1 Maj-Gen Rt. Hon. Sir Harold Barrowclough, PC, KCMG, CB, DSO and bar, MC, ED, m.i.d., MC (Gk), Legion of Merit (US), Croix de Guerre (Fr); Wellington; born Masterton, 23 Jun 1894; barrister and solicitor; NZ Rifle Bde 1915–19 (CO 4 Bn); comd 7 NZ Inf Bde in UK, 1940; 6 Bde, 1 May 1940–21 Feb 1942; GOC 2 NZEF in Pacific and GOC 3 NZ Div 8 Aug 1942–20 Oct 1944; Chief Justice of New Zealand.
2 The story of the captured medical centre, and its 900 wounded, including 700 New Zealand casualties, will be taken up later in this chapter.
At midday on 1 December information was received that the enemy had made a fierce attack on Belhamed with tanks and infantry at 7.30 a.m. Sixth Brigade Group had been partially overrun the previous evening, and there was no news of the ADS beyond the fact that Captain Staveley was reported as wounded and missing, and that Captain Clay,1 Bishop Gerard,2 and all the medical personnel were missing.
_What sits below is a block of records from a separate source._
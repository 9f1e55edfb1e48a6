//! Graph explorer canvas core.
//!
//! An interaction state machine that arbitrates pointer gestures on a graph
//! canvas, a mirror store holding the renderable graph, a cache of the remote
//! node and relation data, and the plugins that connect them.
//!
//! - `input` - interaction states, events and the state manager
//! - `graph` - the graph mirror store, visual attributes, parallel relations
//! - `items` - remote data cache with single-flight fetches
//! - `plugins` - drag, selection, auto-connect, click, tooltip, context menu,
//!   expand/collapse, quick node, scale
//! - `canvas` - wires all of the above into one host-facing type

pub mod api;
pub mod canvas;
pub mod constants;
pub mod error;
pub mod expansion;
pub mod geometry;
pub mod graph;
pub mod input;
pub mod items;
pub mod logging;
pub mod notifications;
pub mod perf;
pub mod plugins;
pub mod settings;
pub mod settings_watcher;
pub mod spatial_index;
pub mod types;
pub mod viewport;

pub use canvas::GraphCanvas;
pub use error::{ApiError, ApiResult, SettingsError};
pub use input::{CanvasEvent, InteractionState, InteractionStateManager};
pub use settings::Settings;
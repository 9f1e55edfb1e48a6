//! Interaction plugins.
//!
//! Each plugin subscribes to one or more interaction states on install and
//! reacts inside the callbacks. Plugins never touch each other; everything they
//! share is reachable through the [`PluginContext`].
//!
//! Lock discipline: the graph lock is never held while calling into the state
//! manager, and never held across an `.await`.

pub mod auto_connect;
pub mod click;
pub mod context_menu;
pub mod drag;
pub mod expand;
pub mod quick_node;
pub mod scale;
pub mod selection;
pub mod tooltip;

pub use auto_connect::AutoConnectPlugin;
pub use click::{FocusedItem, ItemClickPlugin};
pub use context_menu::{ContextMenu, ContextMenuAction, ContextMenuKind, ContextMenuPlugin};
pub use drag::DragNodesPlugin;
pub use expand::{collapse_node, expand_node};
pub use quick_node::QuickNodePlugin;
pub use scale::{LabelSizes, ScalePlugin, ZoomFactorPlugin};
pub use selection::{SelectionPlugin, SelectionRectangle};
pub use tooltip::{Tooltip, TooltipPlugin};

use crate::expansion::ExpansionTree;
use crate::graph::GraphStore;
use crate::input::{CallbackId, InteractionState, InteractionStateManager, StateCallback};
use crate::items::ItemsStore;
use crate::notifications::{Notification, NotificationCenter};
use crate::settings::Settings;
use crate::viewport::Viewport;
use parking_lot::{Mutex, RwLock};
use std::future::Future;
use std::sync::Arc;
use tokio::runtime::Handle;
use tokio::task::JoinHandle;
use tracing::{trace, warn};

/// Shared handles every plugin works against.
#[derive(Clone)]
pub struct PluginContext {
    pub ism: Arc<InteractionStateManager>,
    pub graph: Arc<Mutex<GraphStore>>,
    pub items: Arc<ItemsStore>,
    pub viewport: Arc<dyn Viewport>,
    pub notifications: Arc<Mutex<NotificationCenter>>,
    pub settings: Arc<RwLock<Settings>>,
    pub expansions: Arc<Mutex<ExpansionTree>>,
    tasks: Arc<Mutex<Vec<JoinHandle<()>>>>,
}

impl PluginContext {
    pub fn new(
        ism: Arc<InteractionStateManager>,
        items: Arc<ItemsStore>,
        viewport: Arc<dyn Viewport>,
        settings: Settings,
    ) -> Self {
        let mut graph = GraphStore::new();
        graph.set_zoom_factor(settings.zoom_factor);
        graph.set_node_size_factor(settings.node_size_factor);
        graph.set_label_size_factor(settings.label_size_factor);

        Self {
            ism,
            graph: Arc::new(Mutex::new(graph)),
            items,
            viewport,
            notifications: Arc::new(Mutex::new(NotificationCenter::new())),
            settings: Arc::new(RwLock::new(settings)),
            expansions: Arc::new(Mutex::new(ExpansionTree::new())),
            tasks: Arc::new(Mutex::new(Vec::new())),
        }
    }

    pub fn notify(&self, notification: Notification) {
        self.notifications.lock().push(notification);
    }

    pub fn settings(&self) -> Settings {
        self.settings.read().clone()
    }

    /// Run a commit in the background on the current tokio runtime.
    ///
    /// Outside a runtime the commit is dropped and the user is told so.
    pub fn spawn<F>(&self, label: &'static str, future: F)
    where
        F: Future<Output = ()> + Send + 'static,
    {
        match Handle::try_current() {
            Ok(handle) => {
                trace!(task = label, "spawning plugin task");
                let mut tasks = self.tasks.lock();
                tasks.retain(|task| !task.is_finished());
                tasks.push(handle.spawn(future));
            }
            Err(_) => {
                warn!(task = label, "no async runtime, plugin task dropped");
                self.notify(
                    Notification::error("Action could not be completed")
                        .with_description(format!("{label}: no async runtime available")),
                );
            }
        }
    }

    /// Number of spawned tasks that have not finished yet.
    pub fn pending_tasks(&self) -> usize {
        self.tasks
            .lock()
            .iter()
            .filter(|task| !task.is_finished())
            .count()
    }

    /// Wait for every spawned task, including tasks spawned while waiting.
    pub async fn settle(&self) {
        loop {
            let pending = std::mem::take(&mut *self.tasks.lock());
            if pending.is_empty() {
                break;
            }
            for task in pending {
                if let Err(e) = task.await {
                    warn!("plugin task failed: {e}");
                }
            }
        }
    }
}

/// Callback registrations made by one plugin.
#[derive(Debug, Default)]
pub struct Subscriptions {
    entries: Vec<(InteractionState, CallbackId)>,
}

impl Subscriptions {
    pub fn new() -> Self {
        Self::default()
    }

    /// Register `callback` on `state` and remember the registration.
    pub fn on(&mut self, ism: &InteractionStateManager, state: InteractionState, callback: StateCallback) {
        let id = ism.on(state, callback);
        self.entries.push((state, id));
    }

    pub fn extend(&mut self, other: Subscriptions) {
        self.entries.extend(other.entries);
    }

    pub fn len(&self) -> usize {
        self.entries.len()
    }

    pub fn is_empty(&self) -> bool {
        self.entries.is_empty()
    }

    pub fn states(&self) -> impl Iterator<Item = InteractionState> + '_ {
        self.entries.iter().map(|(state, _)| *state)
    }

    /// Remove every registration from `ism`.
    pub fn unsubscribe(&mut self, ism: &InteractionStateManager) {
        for (state, id) in self.entries.drain(..) {
            ism.off(state, id);
        }
    }
}

/// A unit of canvas behaviour driven by interaction states.
pub trait InteractionPlugin: Send + Sync {
    fn name(&self) -> &'static str;

    /// Register callbacks. Callbacks hold their own clone of `ctx`.
    fn install(self: Arc<Self>, ctx: &PluginContext) -> Subscriptions;
}
//! Right-click menus for nodes, relations, multi-selections and the canvas.
//!
//! The plugin only decides which menu opens and runs the chosen action; the
//! host draws the menu. Closing the menu returns the state machine to idle.

use super::expand::{collapse_node, expand_node};
use super::{InteractionPlugin, PluginContext, Subscriptions};
use crate::geometry::Point;
use crate::input::{InteractionEvent, InteractionState, StateCallback};
use crate::types::{NodeId, RelationId};
use parking_lot::Mutex;
use serde::{Deserialize, Serialize};
use std::sync::Arc;
use tracing::{debug, warn};

#[derive(Clone, Copy, Debug, PartialEq, Eq, Serialize, Deserialize)]
#[serde(rename_all = "snake_case")]
pub enum ContextMenuKind {
    Node,
    Relation,
    Multiselect,
    Canvas,
}

#[derive(Clone, Copy, Debug, PartialEq, Eq, Serialize, Deserialize)]
#[serde(rename_all = "snake_case")]
pub enum ContextMenuAction {
    Expand,
    Collapse,
    Hide,
    HideRelations,
    HideAll,
    ShowAll,
}

/// An open menu and the items it acts on.
#[derive(Clone, Debug, PartialEq, Serialize, Deserialize)]
pub struct ContextMenu {
    pub kind: ContextMenuKind,
    pub node_ids: Vec<NodeId>,
    pub relation_ids: Vec<RelationId>,
    /// Viewport position the menu opens at
    pub position: Point,
}

impl ContextMenu {
    fn new(kind: ContextMenuKind, position: Point) -> Self {
        Self {
            kind,
            node_ids: Vec::new(),
            relation_ids: Vec::new(),
            position,
        }
    }
}

#[derive(Debug, Default)]
pub struct ContextMenuPlugin {
    menu: Mutex<Option<ContextMenu>>,
}

impl ContextMenuPlugin {
    pub fn new() -> Self {
        Self::default()
    }

    pub fn menu(&self) -> Option<ContextMenu> {
        self.menu.lock().clone()
    }

    pub fn is_open(&self) -> bool {
        self.menu.lock().is_some()
    }

    /// Actions the open menu offers, in display order.
    pub fn actions(&self, ctx: &PluginContext) -> Vec<ContextMenuAction> {
        let Some(menu) = self.menu() else {
            return Vec::new();
        };
        match menu.kind {
            ContextMenuKind::Node => {
                let expanded = menu
                    .node_ids
                    .first()
                    .is_some_and(|id| ctx.expansions.lock().is_expanded(id));
                let toggle = if expanded {
                    ContextMenuAction::Collapse
                } else {
                    ContextMenuAction::Expand
                };
                vec![ContextMenuAction::Hide, toggle]
            }
            ContextMenuKind::Relation => vec![ContextMenuAction::Hide],
            ContextMenuKind::Multiselect => {
                let mut actions = Vec::new();
                if !menu.node_ids.is_empty() {
                    actions.push(ContextMenuAction::Hide);
                }
                if !menu.relation_ids.is_empty() {
                    actions.push(ContextMenuAction::HideRelations);
                }
                actions
            }
            ContextMenuKind::Canvas => vec![ContextMenuAction::HideAll, ContextMenuAction::ShowAll],
        }
    }

    /// Close the menu and return the state machine to idle.
    pub fn close(&self, ctx: &PluginContext) {
        self.menu.lock().take();
        ctx.ism.reset_state();
    }

    /// Run `action` against the open menu's items, then close the menu.
    ///
    /// Returns false when no menu is open or the menu does not offer `action`.
    pub fn perform(&self, ctx: &PluginContext, action: ContextMenuAction) -> bool {
        if !self.actions(ctx).contains(&action) {
            return false;
        }
        let Some(menu) = self.menu() else {
            return false;
        };
        debug!(?action, kind = ?menu.kind, "context menu action");

        match action {
            ContextMenuAction::Expand => {
                if let Some(node_id) = menu.node_ids.first().cloned() {
                    let task_ctx = ctx.clone();
                    ctx.spawn("expand-node", async move {
                        // Failures are already reported as notifications
                        let _ = expand_node(&task_ctx, &node_id).await;
                    });
                }
            }
            ContextMenuAction::Collapse => {
                if let Some(node_id) = menu.node_ids.first() {
                    collapse_node(ctx, node_id);
                }
            }
            ContextMenuAction::Hide if menu.kind == ContextMenuKind::Relation => {
                let mut graph = ctx.graph.lock();
                for id in &menu.relation_ids {
                    graph.set_relation_hidden(id, true);
                }
            }
            ContextMenuAction::Hide => {
                let mut graph = ctx.graph.lock();
                for id in &menu.node_ids {
                    graph.set_node_hidden(id, true);
                }
            }
            ContextMenuAction::HideRelations => {
                let mut graph = ctx.graph.lock();
                for id in &menu.relation_ids {
                    graph.set_relation_hidden(id, true);
                }
            }
            ContextMenuAction::HideAll => {
                let mut graph = ctx.graph.lock();
                for id in graph.node_ids() {
                    graph.set_node_hidden(&id, true);
                }
            }
            ContextMenuAction::ShowAll => ctx.graph.lock().show_all(),
        }

        self.close(ctx);
        true
    }

    fn open(&self, menu: ContextMenu) {
        debug!(kind = ?menu.kind, "context menu opened");
        *self.menu.lock() = Some(menu);
    }

    fn multiselect(ctx: &PluginContext, position: Point) -> ContextMenu {
        let graph = ctx.graph.lock();
        ContextMenu {
            node_ids: graph.highlighted_nodes(),
            relation_ids: graph.highlighted_relations(),
            ..ContextMenu::new(ContextMenuKind::Multiselect, position)
        }
    }

    fn on_node(&self, ctx: &PluginContext, event: &InteractionEvent) {
        let Some(node_id) = event.node_id() else {
            return;
        };
        let known = ctx.items.has_node(node_id);
        let highlighted = ctx.graph.lock().highlighted_nodes();

        if known && highlighted.len() > 1 && highlighted.iter().any(|id| id == node_id) {
            self.open(Self::multiselect(ctx, event.position));
        } else if known {
            self.open(ContextMenu {
                node_ids: vec![node_id.to_string()],
                ..ContextMenu::new(ContextMenuKind::Node, event.position)
            });
        } else {
            warn!(node_id, "no node with this id, context menu not opened");
        }
    }

    fn on_relation(&self, ctx: &PluginContext, event: &InteractionEvent) {
        let Some(relation_id) = event.relation_id() else {
            return;
        };
        let highlighted_nodes = ctx.graph.lock().highlighted_nodes().len();

        if highlighted_nodes > 1 {
            self.open(Self::multiselect(ctx, event.position));
        } else if ctx.items.has_relation(relation_id) {
            self.open(ContextMenu {
                relation_ids: vec![relation_id.to_string()],
                ..ContextMenu::new(ContextMenuKind::Relation, event.position)
            });
        } else {
            warn!(relation_id, "no relation with this id, context menu not opened");
        }
    }

    fn on_stage(&self, event: &InteractionEvent) {
        self.open(ContextMenu::new(ContextMenuKind::Canvas, event.position));
    }
}

impl InteractionPlugin for ContextMenuPlugin {
    fn name(&self) -> &'static str {
        "context-menu"
    }

    fn install(self: Arc<Self>, ctx: &PluginContext) -> Subscriptions {
        let mut subscriptions = Subscriptions::new();

        let (node, node_ctx) = (self.clone(), ctx.clone());
        subscriptions.on(
            &ctx.ism,
            InteractionState::NodeContextMenu,
            StateCallback::new().main(move |event| node.on_node(&node_ctx, event)),
        );

        let (relation, relation_ctx) = (self.clone(), ctx.clone());
        subscriptions.on(
            &ctx.ism,
            InteractionState::RelationContextMenu,
            StateCallback::new().main(move |event| relation.on_relation(&relation_ctx, event)),
        );

        subscriptions.on(
            &ctx.ism,
            InteractionState::StageContextMenu,
            StateCallback::new().main(move |event| self.on_stage(event)),
        );
        subscriptions
    }
}
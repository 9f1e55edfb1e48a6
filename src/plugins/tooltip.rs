//! Dwell tooltips for nodes and relations.

use super::{InteractionPlugin, PluginContext, Subscriptions};
use crate::constants::TOOLTIP_OFFSET;
use crate::geometry::Point;
use crate::input::{InteractionEvent, InteractionState, StateCallback};
use crate::types::GraphElement;
use parking_lot::Mutex;
use serde::{Deserialize, Serialize};
use std::sync::Arc;

/// An open tooltip, anchored in viewport pixels.
#[derive(Clone, Debug, PartialEq, Serialize, Deserialize)]
pub struct Tooltip {
    pub item: GraphElement,
    pub anchor: Point,
    /// Distance between the anchor and the tooltip box
    pub offset: f64,
}

#[derive(Debug, Default)]
pub struct TooltipPlugin {
    current: Mutex<Option<Tooltip>>,
}

impl TooltipPlugin {
    pub fn new() -> Self {
        Self::default()
    }

    pub fn current(&self) -> Option<Tooltip> {
        self.current.lock().clone()
    }

    pub fn clear(&self) {
        self.current.lock().take();
    }

    fn show(&self, ctx: &PluginContext, event: &InteractionEvent) {
        let tooltip = {
            let graph = ctx.graph.lock();
            if let Some(node) = event.node_id().and_then(|id| graph.node(id)) {
                Some(Tooltip {
                    item: GraphElement::Node(node.data.clone()),
                    anchor: ctx.viewport.graph_to_viewport(Point::new(node.x, node.y)),
                    offset: ctx.viewport.scale_size(node.size) + TOOLTIP_OFFSET,
                })
            } else {
                event
                    .relation_id()
                    .and_then(|id| graph.relation(id))
                    .map(|relation| Tooltip {
                        item: GraphElement::Relation(relation.data.clone()),
                        anchor: event.position,
                        offset: ctx.viewport.scale_size(1.0) + TOOLTIP_OFFSET,
                    })
            }
        };
        if tooltip.is_some() {
            *self.current.lock() = tooltip;
        }
    }
}

impl InteractionPlugin for TooltipPlugin {
    fn name(&self) -> &'static str {
        "node-relation-mouseover"
    }

    fn install(self: Arc<Self>, ctx: &PluginContext) -> Subscriptions {
        let mut subscriptions = Subscriptions::new();

        for state in [InteractionState::NodeTooltip, InteractionState::RelationTooltip] {
            let (plugin, show_ctx) = (self.clone(), ctx.clone());
            subscriptions.on(
                &ctx.ism,
                state,
                StateCallback::new().main(move |event| plugin.show(&show_ctx, event)),
            );
        }

        for state in [
            InteractionState::NodeLeave,
            InteractionState::NodeClick,
            InteractionState::NodeContextMenu,
            InteractionState::RelationLeave,
            InteractionState::RelationClick,
            InteractionState::RelationContextMenu,
        ] {
            let plugin = self.clone();
            subscriptions.on(
                &ctx.ism,
                state,
                StateCallback::new().main(move |_| plugin.clear()),
            );
        }

        // Moving a node leaves the tooltip pointing at nothing
        subscriptions.on(
            &ctx.ism,
            InteractionState::NodeDrag,
            StateCallback::new().before(move |_| self.clear()),
        );
        subscriptions
    }
}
Fourth Brigade Group was heavily hit and split up, but the ADS under Major Harrison had not suffered. The corridor was cut again and the New Zealand troops inside or in touch with Tobruk were 18 Battalion (470 strong) and two companies of 19 Battalion (290 strong), the ASC, 4 Infantry Brigade's B Echelon transport, Headquarters NZ Division, less Battle Headquarters, and sundry New Zealand Artillery personnel. Between 2 and 4 December medical arrangements were made for the New Zealand units in the Tobruk area, and the stragglers from the medical units were collected. On 4 December it was arranged with the DDMS 13 Corps (Brigadier Smythe), who had arrived in Tobruk by air three days earlier, that the responsibility for the evacuation of further New Zealand casualties would be entirely that of the British medical units in Tobruk.